Compreendeu de imediato, assim que viu o
modo como o olhavam, que seria considerado culpado... embora
os olhares que lhe lançavam talvez fossem de medo, Lannister ou não, ele era um
dos sete de Aerys. - O castelo é nosso, sor, e a cidade também - disse-lhe
Roland Crakehall, o que era quase verdade. Ainda havia lealistas Targaryen
morrendo nas escadas em espiral e no arsenal, Gregor Clegane e Amory Lorch
estavam escalando as muralhas da Fortaleza de Maegor, e, nessa altura, Ned
Stark ia entrando com os seus homens pelo Portão do Rei, mas Crakehall não
tinha como saber disso. Não pareceu surpreendido por encontrar Aerys morto;
Jaime era filho de Lorde Tywin muito antes de ser nomeado para a Guarda Real, -
Diga-lhes que o Rei Louco está morto - ordenou. - Poupe e prenda todos aqueles
que se renderem. - Deverei também proclamar um novo rei? - perguntou Crakehall,
e Jaime leu claramente a questão: seria o seu pai, ou Robert Baratheon, ou
pretendia tentar criar um novo rei-dragão? Por um momento, pensou no garoto,
Viserys, fugido em Pedra do Dragão, e no filho bebê de Rhaegar, Aegon, ainda em
Maegor com a mãe. Um novo rei Targaryen, e o meu pai como Mão. Como uivarão os
lobos, como se engasgará de raiva o senhor da tempestade. Por um momento
sentiu-se tentado, até voltar a olhar o corpo no chão, no meio da poça
crescente de sangue. Há sangue dele em ambos, pensou. - Proclame quem lhe der
na telha - disse a Crakehall, Então, subiu até o Trono de Ferro e sentou-se,
com a espada pousada nos joelhos, para ver quem viria reclamar o reino. Acabou
sendo Ned Stark. Também não tinha o direito de me julgar, Stark. Em seus
sonhos, os mortos surgiram em chamas, vestidos de bruxuleantes chamas verdes.

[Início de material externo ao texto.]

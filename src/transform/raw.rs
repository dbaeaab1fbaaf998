//! Raw compression: delete analysis datasets, keeping the raw signal.

use log::{debug, info};

use crate::container::{Compression, Tree};
use crate::locate::{DatasetQuery, GroupFilter, Keyword};

use super::TransformError;

/// Datasets deleted by raw compression in every case
pub const RAW_KEYWORDS: [&str; 8] = [
    "Alignment",
    "Log",
    "Configuration",
    "HairpinAlign",
    "Calibration_Strand",
    "Hairpin_Split",
    "EventDetection",
    "Events",
];

pub const SUMMARY_KEYWORD: &str = "Summary";
pub const FASTQ_KEYWORD: &str = "BaseCalled";

/// Which analysis datasets raw compression deletes, fixed once per run
#[derive(Debug, Clone)]
pub struct RawCompressionPolicy {
    keyword: Keyword,
}

impl RawCompressionPolicy {
    /// Default keyword set, optionally keeping FASTQ and summary datasets
    pub fn new(retain_fastq: bool, retain_summary: bool) -> Self {
        let mut keywords: Vec<&str> = RAW_KEYWORDS.to_vec();
        if !retain_summary {
            keywords.push(SUMMARY_KEYWORD);
        }
        if !retain_fastq {
            keywords.push(FASTQ_KEYWORD);
        }
        Self {
            keyword: Keyword::any_of(keywords),
        }
    }

    /// A regular expression replacing the keyword set
    pub fn manual(pattern: &str) -> Result<Self, regex::Error> {
        Ok(Self {
            keyword: Keyword::pattern(pattern)?,
        })
    }

    /// Policy from command-line options; `manual` wins over the retain flags
    pub fn from_options(retain_fastq: bool, retain_summary: bool, manual: Option<&str>) -> Result<Self, regex::Error> {
        match manual {
            Some(pattern) => Self::manual(pattern),
            None => Ok(Self::new(retain_fastq, retain_summary)),
        }
    }

    pub fn keyword(&self) -> &Keyword {
        &self.keyword
    }

    /// Datasets the policy deletes
    pub fn targets(&self, tree: &Tree, group: &GroupFilter) -> Vec<String> {
        DatasetQuery::new(self.keyword.clone())
            .with_group(group.clone())
            .find(tree)
    }
}

impl Default for RawCompressionPolicy {
    fn default() -> Self {
        Self::new(false, false)
    }
}

pub fn compress(tree: &mut Tree, group: &GroupFilter, policy: &RawCompressionPolicy) -> Result<Compression, TransformError> {
    let paths = policy.targets(tree, group);
    for path in &paths {
        debug!("Deleting {}", path);
        tree.remove(path)?;
    }
    info!("Deleted {} analysis datasets", paths.len());
    Ok(Compression::max())
}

Jaime dançou entre eles com uma espada dourada, mas para cada um que abatia,
erguiam-se mais dois em seu lugar. Brienne acordou-o com um chute nas costelas.
O mundo ainda estava negro, e tinha começado a chover. Quebraram o jejum com
bolos de aveia, peixe salgado e umas poucas amoras silvestres que Sor Cleos
havia encontrado, e estavam de novo sobre as selas antes do nascer do sol.